WORK REQUEST –
The full data must be written out exactly, with every line included.

PROVIDED INFORMATION –
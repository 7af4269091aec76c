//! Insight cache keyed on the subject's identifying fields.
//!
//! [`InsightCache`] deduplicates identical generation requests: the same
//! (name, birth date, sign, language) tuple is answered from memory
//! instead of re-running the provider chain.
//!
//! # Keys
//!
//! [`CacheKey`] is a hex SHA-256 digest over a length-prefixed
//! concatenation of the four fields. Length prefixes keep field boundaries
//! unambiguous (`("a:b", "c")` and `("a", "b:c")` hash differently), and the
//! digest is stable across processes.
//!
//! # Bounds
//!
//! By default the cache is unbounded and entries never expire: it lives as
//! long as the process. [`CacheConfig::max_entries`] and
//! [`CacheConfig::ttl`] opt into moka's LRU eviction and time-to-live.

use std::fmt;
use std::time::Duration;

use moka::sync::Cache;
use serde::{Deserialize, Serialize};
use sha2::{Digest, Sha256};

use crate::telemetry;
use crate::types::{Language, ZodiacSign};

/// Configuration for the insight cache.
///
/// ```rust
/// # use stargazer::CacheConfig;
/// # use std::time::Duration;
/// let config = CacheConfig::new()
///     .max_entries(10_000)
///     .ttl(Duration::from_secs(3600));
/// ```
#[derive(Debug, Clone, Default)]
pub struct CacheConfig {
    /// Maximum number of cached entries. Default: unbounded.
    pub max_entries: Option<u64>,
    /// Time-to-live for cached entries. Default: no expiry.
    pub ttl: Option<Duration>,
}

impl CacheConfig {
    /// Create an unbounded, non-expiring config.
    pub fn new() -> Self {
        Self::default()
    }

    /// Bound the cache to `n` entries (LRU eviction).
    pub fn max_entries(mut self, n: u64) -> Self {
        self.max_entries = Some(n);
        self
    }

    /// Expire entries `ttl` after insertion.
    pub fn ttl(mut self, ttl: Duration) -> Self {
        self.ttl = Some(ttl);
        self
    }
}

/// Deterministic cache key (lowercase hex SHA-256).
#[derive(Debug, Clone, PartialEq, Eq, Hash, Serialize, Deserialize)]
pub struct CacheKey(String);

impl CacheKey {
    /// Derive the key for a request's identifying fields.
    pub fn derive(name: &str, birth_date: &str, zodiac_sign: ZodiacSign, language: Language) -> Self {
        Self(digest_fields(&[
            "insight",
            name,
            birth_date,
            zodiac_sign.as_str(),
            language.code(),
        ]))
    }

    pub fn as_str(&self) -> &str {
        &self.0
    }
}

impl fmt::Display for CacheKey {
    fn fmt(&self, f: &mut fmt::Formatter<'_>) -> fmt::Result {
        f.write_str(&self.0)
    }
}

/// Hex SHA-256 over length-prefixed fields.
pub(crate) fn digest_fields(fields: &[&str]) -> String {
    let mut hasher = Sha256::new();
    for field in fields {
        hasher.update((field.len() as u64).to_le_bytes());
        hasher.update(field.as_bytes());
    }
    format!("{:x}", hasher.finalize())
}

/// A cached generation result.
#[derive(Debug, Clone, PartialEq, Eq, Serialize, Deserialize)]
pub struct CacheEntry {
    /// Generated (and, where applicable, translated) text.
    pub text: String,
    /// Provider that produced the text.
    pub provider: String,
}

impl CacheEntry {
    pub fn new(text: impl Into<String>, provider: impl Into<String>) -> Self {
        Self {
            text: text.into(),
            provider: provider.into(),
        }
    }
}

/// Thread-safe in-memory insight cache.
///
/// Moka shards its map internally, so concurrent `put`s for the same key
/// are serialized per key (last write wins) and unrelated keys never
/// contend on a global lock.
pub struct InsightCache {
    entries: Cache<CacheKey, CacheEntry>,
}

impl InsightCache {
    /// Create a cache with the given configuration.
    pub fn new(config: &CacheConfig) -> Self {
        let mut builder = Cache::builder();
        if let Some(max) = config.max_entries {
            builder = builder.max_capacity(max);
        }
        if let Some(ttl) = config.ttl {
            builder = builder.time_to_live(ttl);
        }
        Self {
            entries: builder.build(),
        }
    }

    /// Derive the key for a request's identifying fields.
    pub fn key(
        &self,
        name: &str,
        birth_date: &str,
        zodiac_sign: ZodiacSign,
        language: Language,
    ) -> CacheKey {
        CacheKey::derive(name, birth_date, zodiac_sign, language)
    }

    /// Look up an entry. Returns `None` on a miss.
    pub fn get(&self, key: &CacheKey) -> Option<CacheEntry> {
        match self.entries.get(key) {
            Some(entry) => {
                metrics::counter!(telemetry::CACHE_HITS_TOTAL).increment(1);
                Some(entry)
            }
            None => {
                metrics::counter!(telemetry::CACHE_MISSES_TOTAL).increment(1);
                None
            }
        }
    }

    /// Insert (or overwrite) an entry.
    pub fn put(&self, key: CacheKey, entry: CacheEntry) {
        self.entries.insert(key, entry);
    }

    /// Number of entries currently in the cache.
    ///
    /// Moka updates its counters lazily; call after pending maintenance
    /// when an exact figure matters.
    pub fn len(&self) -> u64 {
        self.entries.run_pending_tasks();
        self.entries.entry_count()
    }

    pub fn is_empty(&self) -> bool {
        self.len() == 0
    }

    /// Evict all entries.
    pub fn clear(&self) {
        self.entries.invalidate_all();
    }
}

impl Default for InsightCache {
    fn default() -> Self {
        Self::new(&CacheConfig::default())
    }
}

REPLY TO THE TASK –
repository 7af4269091aec76c
//! Insight cache keyed on the subject's identifying fields.
//!
//! [`InsightCache`] deduplicates identical generation requests: the same
//! (name, birth date, sign, language) tuple is answered from memory
//! instead of re-running the provider chain.
//!
//! # Keys
//!
//! [`CacheKey`] is a hex SHA-256 digest over a length-prefixed
//! concatenation of the four fields. Length prefixes keep field boundaries
//! unambiguous (`("a:b", "c")` and `("a", "b:c")` hash differently), and the
//! digest is stable across processes.
//!
//! # Bounds
//!
//! By default the cache is unbounded and entries never expire: it lives as
//! long as the process. [`CacheConfig::max_entries`] and
//! [`CacheConfig::ttl`] opt into moka's LRU eviction and time-to-live.

use std::fmt;
use std::time::Duration;

use moka::sync::Cache;
use serde::{Deserialize, Serialize};
use sha2::{Digest, Sha256};

use crate::telemetry;
use crate::types::{Language, ZodiacSign};

/// Configuration for the insight cache.
///
/// ```rust
/// # use stargazer::CacheConfig;
/// # use std::time::Duration;
/// let config = CacheConfig::new()
///     .max_entries(10_000)
///     .ttl(Duration::from_secs(3600));
/// ```
#[derive(Debug, Clone, Default)]
pub struct CacheConfig {
    /// Maximum number of cached entries. Default: unbounded.
    pub max_entries: Option<u64>,
    /// Time-to-live for cached entries. Default: no expiry.
    pub ttl: Option<Duration>,
}

impl CacheConfig {
    /// Create an unbounded, non-expiring config.
    pub fn new() -> Self {
        Self::default()
    }

    /// Bound the cache to `n` entries (LRU eviction).
    pub fn max_entries(mut self, n: u64) -> Self {
        self.max_entries = Some(n);
        self
    }

    /// Expire entries `ttl` after insertion.
    pub fn ttl(mut self, ttl: Duration) -> Self {
        self.ttl = Some(ttl);
        self
    }
}

/// Deterministic cache key (lowercase hex SHA-256).
#[derive(Debug, Clone, PartialEq, Eq, Hash, Serialize, Deserialize)]
pub struct CacheKey(String);

impl CacheKey {
    /// Derive the key for a request's identifying fields.
    pub fn derive(name: &str, birth_date: &str, zodiac_sign: ZodiacSign, language: Language) -> Self {
        Self(digest_fields(&[
            "insight",
            name,
            birth_date,
            zodiac_sign.as_str(),
            language.code(),
        ]))
    }

    pub fn as_str(&self) -> &str {
        &self.0
    }
}

impl fmt::Display for CacheKey {
    fn fmt(&self, f: &mut fmt::Formatter<'_>) -> fmt::Result {
        f.write_str(&self.0)
    }
}

/// Hex SHA-256 over length-prefixed fields.
pub(crate) fn digest_fields(fields: &[&str]) -> String {
    let mut hasher = Sha256::new();
    for field in fields {
        hasher.update((field.len() as u64).to_le_bytes());
        hasher.update(field.as_bytes());
    }
    format!("{:x}", hasher.finalize())
}

/// A cached generation result.
#[derive(Debug, Clone, PartialEq, Eq, Serialize, Deserialize)]
pub struct CacheEntry {
    /// Generated (and, where applicable, translated) text.
    pub text: String,
    /// Provider that produced the text.
    pub provider: String,
}

impl CacheEntry {
    pub fn new(text: impl Into<String>, provider: impl Into<String>) -> Self {
        Self {
            text: text.into(),
            provider: provider.into(),
        }
    }
}

/// Thread-safe in-memory insight cache.
///
/// Moka shards its map internally, so concurrent `put`s for the same key
/// are serialized per key (last write wins) and unrelated keys never
/// contend on a global lock.
pub struct InsightCache {
    entries: Cache<CacheKey, CacheEntry>,
}

impl InsightCache {
    /// Create a cache with the given configuration.
    pub fn new(config: &CacheConfig) -> Self {
        let mut builder = Cache::builder();
        if let Some(max) = config.max_entries {
            builder = builder.max_capacity(max);
        }
        if let Some(ttl) = config.ttl {
            builder = builder.time_to_live(ttl);
        }
        Self {
            entries: builder.build(),
        }
    }

    /// Derive the key for a request's identifying fields.
    pub fn key(
        &self,
        name: &str,
        birth_date: &str,
        zodiac_sign: ZodiacSign,
        language: Language,
    ) -> CacheKey {
        CacheKey::derive(name, birth_date, zodiac_sign, language)
    }

    /// Look up an entry. Returns `None` on a miss.
    pub fn get(&self, key: &CacheKey) -> Option<CacheEntry> {
        match self.entries.get(key) {
            Some(entry) => {
                metrics::counter!(telemetry::CACHE_HITS_TOTAL).increment(1);
                Some(entry)
            }
            None => {
                metrics::counter!(telemetry::CACHE_MISSES_TOTAL).increment(1);
                None
            }
        }
    }

    /// Insert (or overwrite) an entry.
    pub fn put(&self, key: CacheKey, entry: CacheEntry) {
        self.entries.insert(key, entry);
    }

    /// Number of entries currently in the cache.
    ///
    /// Moka updates its counters lazily; call after pending maintenance
    /// when an exact figure matters.
    pub fn len(&self) -> u64 {
        self.entries.run_pending_tasks();
        self.entries.entry_count()
    }

    pub fn is_empty(&self) -> bool {
        self.len() == 0
    }

    /// Evict all entries.
    pub fn clear(&self) {
        self.entries.invalidate_all();
    }
}

impl Default for InsightCache {
    fn default() -> Self {
        Self::new(&CacheConfig::default())
    }
}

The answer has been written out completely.